HAIFA, ISRAËL — Un seul moment, dimanche soir, le 5 avril 2026, a anéanti deux générations d'une famille lorsqu'une ogive de missile lourde a frappé un immeuble résidentiel au cœur de Haïfa. Parmi les quatre victimes se trouvaient Lucille Jane Gershovich, une citoyenne philippine de 29 ans, et son mari israélien, Dmitry "Dima" Gershovich, 42 ans. L'attaque, qui a eu lieu pendant une salve de missiles balistiques iraniens, a également coûté la vie aux parents âgés de Dima, Vladimir Gershovich, 73 ans, et Lena Ostrovsky, 68 ans.
Lucille et Dima avaient récemment célébré leur deuxième anniversaire de mariage, s'étant mariés en avril 2024. Lucille, membre de la vibrante diaspora philippine en Israël, a été décrite par ses amis comme une femme qui avait "trouvé son chez-soi" à Haïfa.
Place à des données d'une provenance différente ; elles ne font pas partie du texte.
use crate::log::LogLine;
use crate::surface::Style;
use crossterm::style::Color;
use pinglens_model::{format_qos, RttSummary, Sample, Stat};

pub fn format_stats_line(sent: u32, received: u32, loss_pct: f64, latency_total_ms: f64) -> String {
    format!(
        "{sent} packets transmitted, {received} received, {loss_pct:.2}% packet loss, time {latency_total_ms:.1}ms"
    )
}

pub fn format_rtt_line(rtt: &RttSummary) -> String {
    format!(
        "rtt min/avg/{:.0}%/max/sdev = {:.3}/{:.3}/{:.0}/{:.3}/{:.3} ms",
        rtt.percentile, rtt.min_ms, rtt.avg_ms, rtt.percentile_ms, rtt.max_ms, rtt.stddev_ms
    )
}

/// 0 within one standard deviation of the average, 1 within two, 2 beyond.
pub fn deviation_tier(latency_ms: f64, average: Stat, stddev: Stat) -> usize {
    let (Some(avg), Some(dev)) = (average.value(), stddev.value()) else {
        return 0;
    };
    if latency_ms < avg - 2.0 * dev || latency_ms > avg + 2.0 * dev {
        2
    } else if latency_ms < avg - dev || latency_ms > avg + dev {
        1
    } else {
        0
    }
}

/// `64 bytes from host (addr): icmp_seq=1 ttl=57 time=12.30 ms`
pub fn reply_line(
    host: &str,
    address: &str,
    sample: &Sample,
    show_qos: bool,
    time_color: Option<Color>,
) -> LogLine {
    let ttl = sample
        .ttl
        .map(|ttl| ttl.to_string())
        .unwrap_or_else(|| "-1".to_string());
    let mut head = format!(
        "{} bytes from {} ({}): icmp_seq={} ttl={} ",
        sample.payload_len, host, address, sample.sequence, ttl
    );
    if show_qos {
        head.push_str(&format!("qos={} ", format_qos(sample.qos)));
    }
    head.push_str("time=");

    let latency_ms = sample.latency_ms.unwrap_or(f64::NAN);
    let time_style = time_color.map(Style::fg).unwrap_or(Style::PLAIN);
    LogLine::new()
        .push(head, Style::PLAIN)
        .push(format!("{latency_ms:.2}"), time_style)
        .push(" ms", Style::PLAIN)
}

pub fn timeout_line(host: &str, address: &str, sample: &Sample, color: bool) -> LogLine {
    let style = if color {
        Style::fg(Color::Red).with_bold()
    } else {
        Style::PLAIN
    };
    LogLine::new()
        .push(
            format!("echo reply from {host} ({address}): icmp_seq={} ", sample.sequence),
            Style::PLAIN,
        )
        .push("timeout", style)
}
Dans un cruel retournement du sort, Dima—un ingénieur vivant à Herzliya—avait à peine ramené son père, Vladimir, chez lui après un long séjour à l'hôpital de Haïfa quelques heures avant la frappe. La famille était apparemment réunie dans l'appartement pour célébrer la convalescence de Vladimir lorsque le missile, estimé à transporter une ogive de 450 kilogrammes, a frappé directement leur immeuble de cinq étages.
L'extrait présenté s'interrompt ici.